Well , lets just say i let my jelousy take complete control over myself . Me and my boyfriend have been dating for almost a year now [ in a bout a month anna half we will be ] . But i am still just as jelous and insecure as i was just starting to get in the relationship . I seriously don't know why i am , he has not done anything to make me feel like i shouldn't trust him , or be mad when he talks to girls , but i just am ! i hate when he talks to other girls but then i again he doesnt like [ certain ] boys but he has a reason as so do i . But i just need help because im scared if i havent gotten over it in a year where the hell is it going to stop ? We can never go through one day with out me bringing up past things or getting mad about something , but he's the laid back one . Any help please ?
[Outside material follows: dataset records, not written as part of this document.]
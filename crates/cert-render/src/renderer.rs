use crate::catalog;
use crate::color::parse_hex_color;
use crate::compositor::Canvas;
use crate::error::RenderFailure;
use crate::font::FontResolver;
use crate::placement::{clamp_percent, compute_origin};
use std::panic::{self, AssertUnwindSafe};
use std::path::Path;
use std::sync::Arc;

pub const MIN_FONT_SIZE: u32 = 8;
pub const MAX_FONT_SIZE: u32 = 200;

/// Where and how the name is drawn.
#[derive(Debug, Clone, PartialEq)]
pub struct PlacementSpec {
    /// Horizontal centre of the name, percent of template width.
    pub x_percent: f32,
    /// Vertical centre of the name, percent of template height.
    pub y_percent: f32,
    /// Pixel size, clamped to `MIN_FONT_SIZE..=MAX_FONT_SIZE` at render time.
    pub font_size: u32,
    /// `#RRGGBB`; malformed values draw black.
    pub font_color: String,
    /// Catalog key or alias; unknown keys use the default font.
    pub font_key: String,
}

impl Default for PlacementSpec {
    fn default() -> Self {
        Self {
            x_percent: 50.0,
            y_percent: 50.0,
            font_size: 36,
            font_color: "#000000".to_string(),
            font_key: catalog::DEFAULT_FONT_KEY.to_string(),
        }
    }
}

impl PlacementSpec {
    /// Copy with every field forced into its valid range.
    pub fn sanitized(&self) -> Self {
        Self {
            x_percent: clamp_percent(self.x_percent),
            y_percent: clamp_percent(self.y_percent),
            font_size: self.font_size.clamp(MIN_FONT_SIZE, MAX_FONT_SIZE),
            font_color: parse_hex_color(&self.font_color).to_hex(),
            font_key: catalog::canonical_key(&self.font_key).to_string(),
        }
    }
}

/// Template input for a render.
#[derive(Debug, Clone, Copy)]
pub enum TemplateSource<'a> {
    Path(&'a Path),
    Bytes(&'a [u8]),
}

/// A finished certificate: PNG bytes plus dimensions.
#[derive(Debug, Clone, PartialEq, Eq)]
pub struct RenderedCertificate {
    bytes: Vec<u8>,
    width: u32,
    height: u32,
}

impl RenderedCertificate {
    pub fn as_bytes(&self) -> &[u8] {
        &self.bytes
    }

    pub fn into_bytes(self) -> Vec<u8> {
        self.bytes
    }

    pub fn width(&self) -> u32 {
        self.width
    }

    pub fn height(&self) -> u32 {
        self.height
    }

    pub fn content_type(&self) -> &'static str {
        "image/png"
    }
}

pub type RenderOutcome = Result<RenderedCertificate, RenderFailure>;

/// Renders names onto certificate templates.
///
/// Cheap to clone and safe to share between threads; the only shared state
/// is the resolver's font cache.
#[derive(Debug, Clone)]
pub struct CertificateRenderer {
    fonts: Arc<FontResolver>,
}

impl CertificateRenderer {
    pub fn new(fonts: FontResolver) -> Self {
        Self {
            fonts: Arc::new(fonts),
        }
    }

    pub fn with_shared_fonts(fonts: Arc<FontResolver>) -> Self {
        Self { fonts }
    }

    pub fn fonts(&self) -> &FontResolver {
        &self.fonts
    }

    /// Render `name` onto `template`.
    ///
    /// Never panics: any panic inside the pipeline is caught and returned as
    /// [`RenderFailure::Internal`]. Failures are logged at error level.
    pub fn render(
        &self,
        template: TemplateSource<'_>,
        name: &str,
        placement: &PlacementSpec,
    ) -> RenderOutcome {
        let result = panic::catch_unwind(AssertUnwindSafe(|| {
            self.render_inner(template, name, placement)
        }))
        .unwrap_or_else(|payload| Err(RenderFailure::Internal(panic_message(&*payload))));

        if let Err(failure) = &result {
            tracing::error!(
                error = %failure,
                template = %template_label(template),
                font = %placement.font_key,
                "Certificate render failed"
            );
        }
        result
    }

    /// Render and write the PNG to `output`.
    ///
    /// Nothing is written unless rendering succeeded.
    pub fn render_file(
        &self,
        template: &Path,
        name: &str,
        placement: &PlacementSpec,
        output: &Path,
    ) -> Result<RenderedCertificate, RenderFailure> {
        let certificate = self.render(TemplateSource::Path(template), name, placement)?;
        std::fs::write(output, certificate.as_bytes()).map_err(|source| {
            tracing::error!(path = %output.display(), error = %source, "Failed to write certificate");
            RenderFailure::Output {
                path: output.to_path_buf(),
                source,
            }
        })?;
        Ok(certificate)
    }

    fn render_inner(
        &self,
        template: TemplateSource<'_>,
        name: &str,
        placement: &PlacementSpec,
    ) -> RenderOutcome {
        let owned;
        let bytes = match template {
            TemplateSource::Path(path) => {
                owned = read_template(path)?;
                owned.as_slice()
            }
            TemplateSource::Bytes(bytes) => bytes,
        };

        let mut canvas = Canvas::from_template_bytes(bytes)?;
        let (width, height) = (canvas.width(), canvas.height());

        let size = placement.font_size.clamp(MIN_FONT_SIZE, MAX_FONT_SIZE);
        let font = self.fonts.resolve(&placement.font_key, size as f32);
        let color = parse_hex_color(&placement.font_color);
        let origin = compute_origin(
            name,
            &font,
            placement.x_percent,
            placement.y_percent,
            width,
            height,
        );

        tracing::debug!(
            width,
            height,
            x = origin.x,
            y = origin.y,
            font = %font.source(),
            size,
            "Drawing name"
        );
        canvas.draw_text(name, &origin, color, &font);

        let bytes = canvas.into_png()?;
        Ok(RenderedCertificate {
            bytes,
            width,
            height,
        })
    }
}

fn read_template(path: &Path) -> Result<Vec<u8>, RenderFailure> {
    std::fs::read(path).map_err(|source| {
        if source.kind() == std::io::ErrorKind::NotFound {
            RenderFailure::TemplateMissing {
                path: path.to_path_buf(),
            }
        } else {
            RenderFailure::TemplateUnreadable {
                path: path.to_path_buf(),
                source,
            }
        }
    })
}

fn template_label(template: TemplateSource<'_>) -> String {
    match template {
        TemplateSource::Path(path) => path.display().to_string(),
        TemplateSource::Bytes(bytes) => format!("<{} bytes>", bytes.len()),
    }
}

fn panic_message(payload: &(dyn std::any::Any + Send)) -> String {
    payload
        .downcast_ref::<&str>()
        .map(|s| s.to_string())
        .or_else(|| payload.downcast_ref::<String>().cloned())
        .unwrap_or_else(|| "panic during rendering".to_string())
}

#[cfg(test)]
mod tests {
    use super::*;

    #[test]
    fn test_placement_defaults() {
        let spec = PlacementSpec::default();
        assert_eq!((spec.x_percent, spec.y_percent), (50.0, 50.0));
        assert_eq!(spec.font_size, 36);
        assert_eq!(spec.font_color, "#000000");
        assert_eq!(spec.font_key, "arial");
    }

    #[test]
    fn test_sanitized() {
        let spec = PlacementSpec {
            x_percent: -3.0,
            y_percent: f32::NAN,
            font_size: 500,
            font_color: "nope".to_string(),
            font_key: "TIRO".to_string(),
        }
        .sanitized();
        assert_eq!((spec.x_percent, spec.y_percent), (0.0, 50.0));
        assert_eq!(spec.font_size, MAX_FONT_SIZE);
        assert_eq!(spec.font_color, "#000000");
        assert_eq!(spec.font_key, "times");

        let small = PlacementSpec {
            font_size: 1,
            ..PlacementSpec::default()
        };
        assert_eq!(small.sanitized().font_size, MIN_FONT_SIZE);
    }

    #[test]
    fn test_panic_message() {
        let payload: Box<dyn std::any::Any + Send> = Box::new("boom");
        assert_eq!(panic_message(&*payload), "boom");
        let payload: Box<dyn std::any::Any + Send> = Box::new(String::from("bang"));
        assert_eq!(panic_message(&*payload), "bang");
        let payload: Box<dyn std::any::Any + Send> = Box::new(42u8);
        assert_eq!(panic_message(&*payload), "panic during rendering");
    }

    #[test]
    fn test_missing_template_is_reported() {
        let renderer = CertificateRenderer::new(FontResolver::with_search_dirs(vec![]));
        let err = renderer
            .render(
                TemplateSource::Path(Path::new("/nonexistent/template.png")),
                "Jane",
                &PlacementSpec::default(),
            )
            .unwrap_err();
        assert!(matches!(err, RenderFailure::TemplateMissing { .. }));
    }
}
[ Answer this question ] Want to answer more questions in the Relationships category? Maybe give some free advice about: Love Life? Uniq_The_Geek answered Monday January 21 2008, 1:44 pm: wow hun its ironic because i have this same problem. first off let me tell you, this isnt abnormal. EVERYONE is jelous whethers its in a relationship, or anything else. secondly, this is something you work on, step by step because i understand u must love him alot you wouldnt want anything or anyone to take his love away from you, which is why you are jelous of him hanging with other girs and whatnot. have you talked to him about this? well if you have i suggest you let him know he should help you. hopefully u guys spend much time together on the phone or face to face. its not fair to control his life, put yourself in his shoes. what would you do if he was the jelous one and how would you react? ask your self these Q's and answer them. that might open your eyes. hope i helped good luck =)
junebug93 answered Sunday January 20 2008, 11:52 pm: Maybe a good solution to this would be just to not bring up anything that has to do with your jealousy (ei. I saw you talking to so and so), mentally or otherwise. If you start thinking of something that involves him doing something that piques your jealousy, mentally find the root of your anxiety, and then argue with yourself until you convince yourself that there is nothing to worry about. It sounds cheesy but it actually works - seriously, the wonders you learn in therapy. Basically, say you get a thought "oh no, he's talking to julia who is really pretty and so much more like him than I am... what if he secretly wants to be with her?" Then you think about your reasons behind this... maybe they both like star trek, or dress in all black, wow, I'm making your boyfriend sound really weird... maybe they like the same music, or maybe he sees her a lot in the hallways, whatever. Then you look at the flaws to these arguments. Say, he sees her a lot in the hallways, but they are obviously unattracted to each other. Or maybe you come to realize mentally, that although they may have certain things in common, you two are more compatible for other reasons. Then you think of the good times between you and your boyfriend, how much he appreciates you when you're together. Bring up, in your mind, all the good stuff he does for you, all the reasons you have for knowing there is nothing to worry about in terms of him cheating or him liking anyone else. And you just do this, every time you have one of these thoughts.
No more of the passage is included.